• **What needs to be done**
The answer must be an exact reproduction of all the entries.

• **Data section**
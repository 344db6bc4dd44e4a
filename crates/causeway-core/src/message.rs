//! The wire-shaped message model.
//!
//! A [`Message`] is classified by two orthogonal facts: whether it carries a
//! Lamport timestamp and whether its content is empty.
//!
//! | timestamp | content   | classification |
//! |-----------|-----------|----------------|
//! | present   | non-empty | content        |
//! | present   | empty     | sync           |
//! | absent    | non-empty | ephemeral      |
//!
//! Sync messages carry only clock, causal-history, and bloom-filter state;
//! ephemeral messages carry only content and are delivered immediately on
//! receipt with no ordering or acknowledgement guarantees.
//!
//! Serialization of the message itself is delegated to the embedding
//! application's codec; the types here only derive `serde` traits.

use bytes::Bytes;
use serde::{Deserialize, Serialize};

use crate::types::{ChannelId, MessageId, ParticipantId};

/// A reference to a previously delivered message.
///
/// Attached to outgoing messages as causal history ("delivered after
/// these"). The retrieval hint is opaque data a store-style collaborator
/// can use to fetch the referenced message when it is missing locally.
#[derive(Debug, Clone, PartialEq, Eq, Serialize, Deserialize)]
pub struct HistoryEntry {
    /// The referenced message.
    pub message_id: MessageId,
    /// Opaque handle for on-demand retrieval of the referenced message.
    pub retrieval_hint: Option<Bytes>,
    /// Who originally sent the referenced message, when known. Used by the
    /// repair layer for response-group assignment.
    pub sender_id: Option<ParticipantId>,
}

impl HistoryEntry {
    /// Create an entry carrying only the message id.
    pub fn new(message_id: MessageId) -> Self {
        Self {
            message_id,
            retrieval_hint: None,
            sender_id: None,
        }
    }

    /// Attach a retrieval hint.
    pub fn with_retrieval_hint(mut self, hint: Bytes) -> Self {
        self.retrieval_hint = Some(hint);
        self
    }

    /// Attach the original sender.
    pub fn with_sender(mut self, sender_id: ParticipantId) -> Self {
        self.sender_id = Some(sender_id);
        self
    }
}

/// A channel message.
///
/// The field semantics are the only protocol format this crate owns; how
/// the struct is framed on the wire belongs to the transport collaborator.
#[derive(Debug, Clone, PartialEq, Eq, Serialize, Deserialize)]
pub struct Message {
    /// Content-address of `content`.
    pub message_id: MessageId,
    /// The channel this message belongs to.
    pub channel_id: ChannelId,
    /// The participant that sent this message.
    pub sender_id: ParticipantId,
    /// Logical send time. Absent for ephemeral messages.
    pub lamport_timestamp: Option<u64>,
    /// The sender's last few local-history entries at send time.
    pub causal_history: Vec<HistoryEntry>,
    /// Serialized snapshot of the sender's bloom filter. Absent for
    /// ephemeral messages.
    pub bloom_filter: Option<Bytes>,
    /// Raw payload. Empty for sync messages.
    pub content: Bytes,
}

impl Message {
    /// Build a content message. The id is computed from the payload.
    pub fn content(
        channel_id: ChannelId,
        sender_id: ParticipantId,
        lamport_timestamp: u64,
        causal_history: Vec<HistoryEntry>,
        bloom_filter: Bytes,
        content: Bytes,
    ) -> Self {
        Self {
            message_id: MessageId::compute(&content),
            channel_id,
            sender_id,
            lamport_timestamp: Some(lamport_timestamp),
            causal_history,
            bloom_filter: Some(bloom_filter),
            content,
        }
    }

    /// Build a sync message: empty content, real timestamp.
    pub fn sync(
        channel_id: ChannelId,
        sender_id: ParticipantId,
        lamport_timestamp: u64,
        causal_history: Vec<HistoryEntry>,
        bloom_filter: Bytes,
    ) -> Self {
        Self {
            message_id: MessageId::compute(&[]),
            channel_id,
            sender_id,
            lamport_timestamp: Some(lamport_timestamp),
            causal_history,
            bloom_filter: Some(bloom_filter),
            content: Bytes::new(),
        }
    }

    /// Build an ephemeral message: no timestamp, no history, no filter.
    pub fn ephemeral(channel_id: ChannelId, sender_id: ParticipantId, content: Bytes) -> Self {
        Self {
            message_id: MessageId::compute(&content),
            channel_id,
            sender_id,
            lamport_timestamp: None,
            causal_history: Vec::new(),
            bloom_filter: None,
            content,
        }
    }

    /// A timestamped message with a payload.
    pub fn is_content(&self) -> bool {
        self.lamport_timestamp.is_some() && !self.content.is_empty()
    }

    /// A timestamped message without a payload, carrying only
    /// acknowledgement state.
    pub fn is_sync(&self) -> bool {
        self.lamport_timestamp.is_some() && self.content.is_empty()
    }

    /// A fire-and-forget message outside the causal order.
    pub fn is_ephemeral(&self) -> bool {
        self.lamport_timestamp.is_none() && !self.content.is_empty()
    }
}

#[cfg(test)]
mod tests {
    use super::*;

    fn ids() -> (ChannelId, ParticipantId) {
        (ChannelId::from("room"), ParticipantId::from("alice"))
    }

    #[test]
    fn test_content_message_classification() {
        let (channel, sender) = ids();
        let msg = Message::content(
            channel,
            sender,
            1,
            vec![],
            Bytes::from_static(&[0u8; 4]),
            Bytes::from_static(b"payload"),
        );
        assert!(msg.is_content());
        assert!(!msg.is_sync());
        assert!(!msg.is_ephemeral());
        assert_eq!(msg.message_id, MessageId::compute(b"payload"));
    }

    #[test]
    fn test_sync_message_classification() {
        let (channel, sender) = ids();
        let msg = Message::sync(channel, sender, 7, vec![], Bytes::new());
        assert!(msg.is_sync());
        assert!(!msg.is_content());
        assert!(!msg.is_ephemeral());
        assert_eq!(msg.message_id, MessageId::compute(&[]));
    }

    #[test]
    fn test_ephemeral_message_classification() {
        let (channel, sender) = ids();
        let msg = Message::ephemeral(channel, sender, Bytes::from_static(b"now"));
        assert!(msg.is_ephemeral());
        assert!(!msg.is_content());
        assert!(!msg.is_sync());
        assert!(msg.lamport_timestamp.is_none());
        assert!(msg.bloom_filter.is_none());
        assert!(msg.causal_history.is_empty());
    }

    #[test]
    fn test_all_sync_messages_share_an_id() {
        let (channel, sender) = ids();
        let a = Message::sync(channel.clone(), sender.clone(), 1, vec![], Bytes::new());
        let b = Message::sync(channel, sender, 2, vec![], Bytes::new());
        assert_eq!(a.message_id, b.message_id);
    }

    #[test]
    fn test_codec_roundtrip_preserves_absent_fields() {
        // The codec is the collaborator's concern; this only checks the
        // serde shape survives a real codec, including absent timestamp
        // and filter on ephemeral messages.
        let (channel, sender) = ids();
        let msg = Message::ephemeral(channel, sender, Bytes::from_static(b"blip"));

        let mut wire = Vec::new();
        ciborium::into_writer(&msg, &mut wire).unwrap();
        let decoded: Message = ciborium::from_reader(wire.as_slice()).unwrap();

        assert_eq!(decoded, msg);
        assert!(decoded.lamport_timestamp.is_none());
        assert!(decoded.bloom_filter.is_none());
    }
}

• **Response to this task**
repository 344db6bc4dd44e4a
filename crates/causeway-core/src/message.rs
//! The wire-shaped message model.
//!
//! A [`Message`] is classified by two orthogonal facts: whether it carries a
//! Lamport timestamp and whether its content is empty.
//!
//! | timestamp | content   | classification |
//! |-----------|-----------|----------------|
//! | present   | non-empty | content        |
//! | present   | empty     | sync           |
//! | absent    | non-empty | ephemeral      |
//!
//! Sync messages carry only clock, causal-history, and bloom-filter state;
//! ephemeral messages carry only content and are delivered immediately on
//! receipt with no ordering or acknowledgement guarantees.
//!
//! Serialization of the message itself is delegated to the embedding
//! application's codec; the types here only derive `serde` traits.

use bytes::Bytes;
use serde::{Deserialize, Serialize};

use crate::types::{ChannelId, MessageId, ParticipantId};

/// A reference to a previously delivered message.
///
/// Attached to outgoing messages as causal history ("delivered after
/// these"). The retrieval hint is opaque data a store-style collaborator
/// can use to fetch the referenced message when it is missing locally.
#[derive(Debug, Clone, PartialEq, Eq, Serialize, Deserialize)]
pub struct HistoryEntry {
    /// The referenced message.
    pub message_id: MessageId,
    /// Opaque handle for on-demand retrieval of the referenced message.
    pub retrieval_hint: Option<Bytes>,
    /// Who originally sent the referenced message, when known. Used by the
    /// repair layer for response-group assignment.
    pub sender_id: Option<ParticipantId>,
}

impl HistoryEntry {
    /// Create an entry carrying only the message id.
    pub fn new(message_id: MessageId) -> Self {
        Self {
            message_id,
            retrieval_hint: None,
            sender_id: None,
        }
    }

    /// Attach a retrieval hint.
    pub fn with_retrieval_hint(mut self, hint: Bytes) -> Self {
        self.retrieval_hint = Some(hint);
        self
    }

    /// Attach the original sender.
    pub fn with_sender(mut self, sender_id: ParticipantId) -> Self {
        self.sender_id = Some(sender_id);
        self
    }
}

/// A channel message.
///
/// The field semantics are the only protocol format this crate owns; how
/// the struct is framed on the wire belongs to the transport collaborator.
#[derive(Debug, Clone, PartialEq, Eq, Serialize, Deserialize)]
pub struct Message {
    /// Content-address of `content`.
    pub message_id: MessageId,
    /// The channel this message belongs to.
    pub channel_id: ChannelId,
    /// The participant that sent this message.
    pub sender_id: ParticipantId,
    /// Logical send time. Absent for ephemeral messages.
    pub lamport_timestamp: Option<u64>,
    /// The sender's last few local-history entries at send time.
    pub causal_history: Vec<HistoryEntry>,
    /// Serialized snapshot of the sender's bloom filter. Absent for
    /// ephemeral messages.
    pub bloom_filter: Option<Bytes>,
    /// Raw payload. Empty for sync messages.
    pub content: Bytes,
}

impl Message {
    /// Build a content message. The id is computed from the payload.
    pub fn content(
        channel_id: ChannelId,
        sender_id: ParticipantId,
        lamport_timestamp: u64,
        causal_history: Vec<HistoryEntry>,
        bloom_filter: Bytes,
        content: Bytes,
    ) -> Self {
        Self {
            message_id: MessageId::compute(&content),
            channel_id,
            sender_id,
            lamport_timestamp: Some(lamport_timestamp),
            causal_history,
            bloom_filter: Some(bloom_filter),
            content,
        }
    }

    /// Build a sync message: empty content, real timestamp.
    pub fn sync(
        channel_id: ChannelId,
        sender_id: ParticipantId,
        lamport_timestamp: u64,
        causal_history: Vec<HistoryEntry>,
        bloom_filter: Bytes,
    ) -> Self {
        Self {
            message_id: MessageId::compute(&[]),
            channel_id,
            sender_id,
            lamport_timestamp: Some(lamport_timestamp),
            causal_history,
            bloom_filter: Some(bloom_filter),
            content: Bytes::new(),
        }
    }

    /// Build an ephemeral message: no timestamp, no history, no filter.
    pub fn ephemeral(channel_id: ChannelId, sender_id: ParticipantId, content: Bytes) -> Self {
        Self {
            message_id: MessageId::compute(&content),
            channel_id,
            sender_id,
            lamport_timestamp: None,
            causal_history: Vec::new(),
            bloom_filter: None,
            content,
        }
    }

    /// A timestamped message with a payload.
    pub fn is_content(&self) -> bool {
        self.lamport_timestamp.is_some() && !self.content.is_empty()
    }

    /// A timestamped message without a payload, carrying only
    /// acknowledgement state.
    pub fn is_sync(&self) -> bool {
        self.lamport_timestamp.is_some() && self.content.is_empty()
    }

    /// A fire-and-forget message outside the causal order.
    pub fn is_ephemeral(&self) -> bool {
        self.lamport_timestamp.is_none() && !self.content.is_empty()
    }
}

#[cfg(test)]
mod tests {
    use super::*;

    fn ids() -> (ChannelId, ParticipantId) {
        (ChannelId::from("room"), ParticipantId::from("alice"))
    }

    #[test]
    fn test_content_message_classification() {
        let (channel, sender) = ids();
        let msg = Message::content(
            channel,
            sender,
            1,
            vec![],
            Bytes::from_static(&[0u8; 4]),
            Bytes::from_static(b"payload"),
        );
        assert!(msg.is_content());
        assert!(!msg.is_sync());
        assert!(!msg.is_ephemeral());
        assert_eq!(msg.message_id, MessageId::compute(b"payload"));
    }

    #[test]
    fn test_sync_message_classification() {
        let (channel, sender) = ids();
        let msg = Message::sync(channel, sender, 7, vec![], Bytes::new());
        assert!(msg.is_sync());
        assert!(!msg.is_content());
        assert!(!msg.is_ephemeral());
        assert_eq!(msg.message_id, MessageId::compute(&[]));
    }

    #[test]
    fn test_ephemeral_message_classification() {
        let (channel, sender) = ids();
        let msg = Message::ephemeral(channel, sender, Bytes::from_static(b"now"));
        assert!(msg.is_ephemeral());
        assert!(!msg.is_content());
        assert!(!msg.is_sync());
        assert!(msg.lamport_timestamp.is_none());
        assert!(msg.bloom_filter.is_none());
        assert!(msg.causal_history.is_empty());
    }

    #[test]
    fn test_all_sync_messages_share_an_id() {
        let (channel, sender) = ids();
        let a = Message::sync(channel.clone(), sender.clone(), 1, vec![], Bytes::new());
        let b = Message::sync(channel, sender, 2, vec![], Bytes::new());
        assert_eq!(a.message_id, b.message_id);
    }

    #[test]
    fn test_codec_roundtrip_preserves_absent_fields() {
        // The codec is the collaborator's concern; this only checks the
        // serde shape survives a real codec, including absent timestamp
        // and filter on ephemeral messages.
        let (channel, sender) = ids();
        let msg = Message::ephemeral(channel, sender, Bytes::from_static(b"blip"));

        let mut wire = Vec::new();
        ciborium::into_writer(&msg, &mut wire).unwrap();
        let decoded: Message = ciborium::from_reader(wire.as_slice()).unwrap();

        assert_eq!(decoded, msg);
        assert!(decoded.lamport_timestamp.is_none());
        assert!(decoded.bloom_filter.is_none());
    }
}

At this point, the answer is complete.